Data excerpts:
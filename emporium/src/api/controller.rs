//! Generic resource controller.
//!
//! Uniform list/retrieve/create/update/destroy/destroy-many/get-many
//! behavior over any [`Repository`], composing the pieces every resource
//! endpoint needs: policy checks, response caching, pagination, filtering
//! and soft deletion. Handlers stay thin: they parse query/body models,
//! build the repository on a connection or transaction of their choosing,
//! and delegate here.
//!
//! Policy checks always run before any data access. Every mutating
//! operation invalidates all cached responses for the resource type before
//! returning.

use axum::{http::StatusCode, Json};
use serde::{Deserialize, Serialize};
use serde_json::{json, Value};
use uuid::Uuid;

use crate::{
    api::models::pagination::{PaginatedResponse, Pagination},
    api::models::users::CurrentUser,
    auth::policy::AccessPolicy,
    cache::ResponseCache,
    db::handlers::repository::{EntityId, Repository},
    errors::{Error, Result},
    types::Operation,
};

/// Body for `DELETE /{resource}/delete-many`.
#[derive(Debug, Clone, Deserialize)]
pub struct DestroyManyRequest {
    pub items: Vec<EntityId>,
}

fn to_value<T: Serialize>(value: &T) -> Result<Value> {
    serde_json::to_value(value).map_err(|e| Error::Internal {
        operation: format!("serialize response: {e}"),
    })
}

/// List with filtering, pagination and caching.
pub async fn list<R, T>(
    repo: &mut R,
    cache: &ResponseCache,
    policy: &AccessPolicy,
    caller: Option<&CurrentUser>,
    request_url: &str,
    filter: &R::Filter,
    pagination: &Pagination,
) -> Result<Json<Value>>
where
    R: Repository + Send,
    T: Serialize + From<R::Response>,
{
    policy.authorize(Operation::List, caller, None, R::RESOURCE)?;

    let key = ResponseCache::key(R::RESOURCE, request_url, caller.map(|u| u.id));
    if let Some(cached) = cache.get(R::RESOURCE, &key).await {
        return Ok(Json(cached));
    }

    let rows = repo.list(filter).await?;
    let count = repo.count(filter).await?;
    let results: Vec<T> = rows.into_iter().map(T::from).collect();
    let envelope = to_value(&PaginatedResponse::new(results, count, pagination))?;

    cache.insert(R::RESOURCE, key, envelope.clone()).await;
    Ok(Json(envelope))
}

/// Retrieve one record by primary key, or by slug for resources that have
/// one. Cached like list responses.
pub async fn retrieve<R, T>(
    repo: &mut R,
    cache: &ResponseCache,
    policy: &AccessPolicy,
    caller: Option<&CurrentUser>,
    request_url: &str,
    id_or_slug: &str,
) -> Result<Json<Value>>
where
    R: Repository + Send,
    T: Serialize + From<R::Response>,
{
    policy.authorize(Operation::Retrieve, caller, None, R::RESOURCE)?;

    let key = ResponseCache::key(R::RESOURCE, request_url, caller.map(|u| u.id));
    if let Some(cached) = cache.get(R::RESOURCE, &key).await {
        return Ok(Json(cached));
    }

    let record = match Uuid::parse_str(id_or_slug) {
        Ok(id) => repo.get_by_id(id).await?,
        Err(_) => repo.get_by_slug(id_or_slug).await?,
    };

    let Some(record) = record else {
        return Err(Error::NotFound {
            resource: R::RESOURCE.to_string(),
            id: id_or_slug.to_string(),
        });
    };

    let value = to_value(&T::from(record))?;
    cache.insert(R::RESOURCE, key, value.clone()).await;
    Ok(Json(value))
}

/// Create a record. The payload is validated by the caller before it turns
/// into a repository request.
pub async fn create<R, T>(
    repo: &mut R,
    cache: &ResponseCache,
    policy: &AccessPolicy,
    caller: Option<&CurrentUser>,
    request: &R::CreateRequest,
) -> Result<(StatusCode, Json<T>)>
where
    R: Repository + Send,
    T: Serialize + From<R::Response>,
{
    policy.authorize(Operation::Create, caller, None, R::RESOURCE)?;

    let created = repo.create(request).await?;
    cache.invalidate_resource(R::RESOURCE).await;

    Ok((StatusCode::CREATED, Json(T::from(created))))
}

/// Update a record. Partial semantics: absent fields stay untouched, and
/// full updates go through the same path. The ownership check runs against
/// the stored record before anything is written.
pub async fn update<R, T>(
    repo: &mut R,
    cache: &ResponseCache,
    policy: &AccessPolicy,
    caller: Option<&CurrentUser>,
    id: EntityId,
    request: &R::UpdateRequest,
) -> Result<Json<T>>
where
    R: Repository + Send,
    T: Serialize + From<R::Response>,
{
    let existing = repo.get_by_id(id).await?.ok_or_else(|| Error::NotFound {
        resource: R::RESOURCE.to_string(),
        id: id.to_string(),
    })?;

    policy.authorize(Operation::Update, caller, R::owner_of(&existing), R::RESOURCE)?;

    let updated = repo.update(id, request).await?;
    cache.invalidate_resource(R::RESOURCE).await;

    Ok(Json(T::from(updated)))
}

/// Soft-delete a record, stamping the acting user and timestamp.
pub async fn destroy<R>(
    repo: &mut R,
    cache: &ResponseCache,
    policy: &AccessPolicy,
    caller: Option<&CurrentUser>,
    id: EntityId,
) -> Result<StatusCode>
where
    R: Repository + Send,
{
    let existing = repo.get_by_id(id).await?.ok_or_else(|| Error::NotFound {
        resource: R::RESOURCE.to_string(),
        id: id.to_string(),
    })?;

    policy.authorize(Operation::Destroy, caller, R::owner_of(&existing), R::RESOURCE)?;

    repo.soft_delete(id, caller.map(|u| u.id)).await?;
    cache.invalidate_resource(R::RESOURCE).await;

    Ok(StatusCode::NO_CONTENT)
}

/// Bulk soft-delete. Each id is deleted only when the caller is elevated or
/// owns the record; the response itemizes both outcomes. The whole call is
/// expected to run inside one transaction owned by the handler.
///
/// Status is 401 only when every single item was refused, 400 when none of
/// the ids exist at all.
pub async fn destroy_all<R, T>(
    repo: &mut R,
    cache: &ResponseCache,
    policy: &AccessPolicy,
    caller: Option<&CurrentUser>,
    ids: &[EntityId],
) -> Result<(StatusCode, Json<Value>)>
where
    R: Repository + Send,
    T: Serialize + From<R::Response>,
{
    policy.authorize(Operation::DestroyAll, caller, None, R::RESOURCE)?;

    if ids.is_empty() {
        return Err(Error::BadRequest {
            message: "items must not be empty".to_string(),
        });
    }

    let elevated = caller.map(|u| u.is_elevated()).unwrap_or(false);
    let mut deleted_items: Vec<T> = Vec::new();
    let mut un_deleted_items: Vec<EntityId> = Vec::new();
    let mut any_found = false;

    for &id in ids {
        match repo.get_by_id(id).await? {
            Some(record) => {
                any_found = true;
                let owned = matches!((caller, R::owner_of(&record)), (Some(user), Some(owner)) if user.id == owner);
                if elevated || owned {
                    repo.soft_delete(id, caller.map(|u| u.id)).await?;
                    deleted_items.push(T::from(record));
                } else {
                    un_deleted_items.push(id);
                }
            }
            None => un_deleted_items.push(id),
        }
    }

    if !any_found {
        return Ok((
            StatusCode::BAD_REQUEST,
            Json(json!({
                "status": "error",
                "message": "entry not found",
                "items": ids,
            })),
        ));
    }

    if deleted_items.is_empty() {
        return Ok((
            StatusCode::UNAUTHORIZED,
            Json(json!({
                "status": "error",
                "message": "Unauthorized attempts",
                "items": ids,
            })),
        ));
    }

    cache.invalidate_resource(R::RESOURCE).await;

    Ok((
        StatusCode::OK,
        Json(json!({
            "status": "success",
            "message": "Destroying many items was successful.",
            "deleted_items": deleted_items,
            "un_deleted_items": un_deleted_items,
        })),
    ))
}
//! Response cache for list/retrieve payloads.
//!
//! Entries are keyed by (resource name, request URL including query string,
//! caller-or-anonymous) and live until invalidated; there is no TTL. Every
//! mutation of a resource type invalidates all of that type's entries. A
//! side index from resource name to live keys makes the invalidation exact
//! instead of a prefix scan over the whole cache.
//!
//! Reads are best-effort: a read racing a concurrent write can serve stale
//! data until the write's invalidation lands. Resources on the configured
//! exclusion list are never cached at all.

use std::collections::HashSet;
use std::sync::Arc;

use dashmap::DashMap;
use moka::future::Cache;
use serde_json::Value;
use sha2::{Digest, Sha256};

use crate::config::CacheConfig;
use crate::types::UserId;

#[derive(Clone)]
pub struct ResponseCache {
    enabled: bool,
    never_cached: Arc<HashSet<String>>,
    entries: Cache<String, Value>,
    keys_by_resource: Arc<DashMap<String, HashSet<String>>>,
}

impl ResponseCache {
    pub fn new(config: &CacheConfig) -> Self {
        Self {
            enabled: config.enabled,
            never_cached: Arc::new(config.never_cached.iter().cloned().collect()),
            entries: Cache::new(config.max_entries),
            keys_by_resource: Arc::new(DashMap::new()),
        }
    }

    /// Whether responses for this resource are cached at all.
    pub fn is_cacheable(&self, resource: &str) -> bool {
        self.enabled && !self.never_cached.contains(resource)
    }

    /// Build the cache key for a request. The URL is hashed so keys stay
    /// bounded regardless of query-string size.
    pub fn key(resource: &str, url: &str, caller: Option<UserId>) -> String {
        let mut hasher = Sha256::new();
        hasher.update(url.as_bytes());
        let digest = hasher.finalize();
        let url_hash = hex_prefix(&digest, 16);

        match caller {
            Some(user_id) => format!("{resource}:{url_hash}:{}", user_id.simple()),
            None => format!("{resource}:{url_hash}:anon"),
        }
    }

    pub async fn get(&self, resource: &str, key: &str) -> Option<Value> {
        if !self.is_cacheable(resource) {
            return None;
        }
        self.entries.get(key).await
    }

    pub async fn insert(&self, resource: &str, key: String, value: Value) {
        if !self.is_cacheable(resource) {
            return;
        }

        self.keys_by_resource
            .entry(resource.to_string())
            .or_default()
            .insert(key.clone());
        self.entries.insert(key, value).await;
    }

    /// Drop every cached response for a resource type, across all callers
    /// and URLs. Called after any create/update/destroy of that type.
    pub async fn invalidate_resource(&self, resource: &str) {
        let Some((_, keys)) = self.keys_by_resource.remove(resource) else {
            return;
        };

        for key in keys {
            self.entries.invalidate(&key).await;
        }
    }
}

fn hex_prefix(bytes: &[u8], len: usize) -> String {
    let mut out = String::with_capacity(len);
    for byte in bytes {
        if out.len() >= len {
            break;
        }
        out.push_str(&format!("{byte:02x}"));
    }
    out.truncate(len);
    out
}
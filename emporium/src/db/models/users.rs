//! Database models for users.

use crate::api::models::users::{Role, UserCreate, UserUpdate};
use crate::types::UserId;
use chrono::{DateTime, Utc};
use sqlx::FromRow;

/// Database request for creating a new user
#[derive(Debug, Clone)]
pub struct UserCreateDBRequest {
    pub username: String,
    pub email: String,
    pub first_name: Option<String>,
    pub last_name: Option<String>,
    pub role: Role,
    /// Accounts start inactive until the email address is verified
    pub is_active: bool,
    pub password_hash: Option<String>,
    pub created_by: Option<UserId>,
}

impl From<UserCreate> for UserCreateDBRequest {
    fn from(api: UserCreate) -> Self {
        Self {
            username: api.username,
            email: api.email,
            first_name: api.first_name,
            last_name: api.last_name,
            role: api.role.unwrap_or(Role::Customer),
            is_active: false,
            password_hash: None, // Hashed separately by the caller
            created_by: None,
        }
    }
}

/// Database request for updating a user. All fields are optional; `None`
/// leaves the column untouched (partial-update semantics).
#[derive(Debug, Clone, Default)]
pub struct UserUpdateDBRequest {
    pub email: Option<String>,
    pub first_name: Option<String>,
    pub last_name: Option<String>,
    pub role: Option<Role>,
    pub is_active: Option<bool>,
    pub email_verified_at: Option<DateTime<Utc>>,
    pub last_login: Option<DateTime<Utc>>,
    pub password_hash: Option<String>,
}

impl From<UserUpdate> for UserUpdateDBRequest {
    fn from(update: UserUpdate) -> Self {
        Self {
            email: update.email,
            first_name: update.first_name,
            last_name: update.last_name,
            role: update.role,
            is_active: update.is_active,
            email_verified_at: None,
            last_login: None,
            password_hash: None, // Regular updates don't include password changes
        }
    }
}

/// Database response for a user
#[derive(Debug, Clone, FromRow)]
pub struct UserDBResponse {
    pub id: UserId,
    pub username: String,
    pub email: String,
    pub first_name: Option<String>,
    pub last_name: Option<String>,
    pub role: Role,
    pub is_active: bool,
    pub is_deleted: bool,
    pub email_verified_at: Option<DateTime<Utc>>,
    pub last_login: Option<DateTime<Utc>>,
    pub password_hash: Option<String>,
    pub created_by: Option<UserId>,
    pub deleted_by: Option<UserId>,
    pub created_at: DateTime<Utc>,
    pub updated_at: DateTime<Utc>,
    pub deleted_at: Option<DateTime<Utc>>,
}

What you are asked to do: Each line in the records above that contains the word "updates" must be copied.

Output below:
/// full updates go through the same path. The ownership check runs against
            password_hash: None, // Regular updates don't include password changes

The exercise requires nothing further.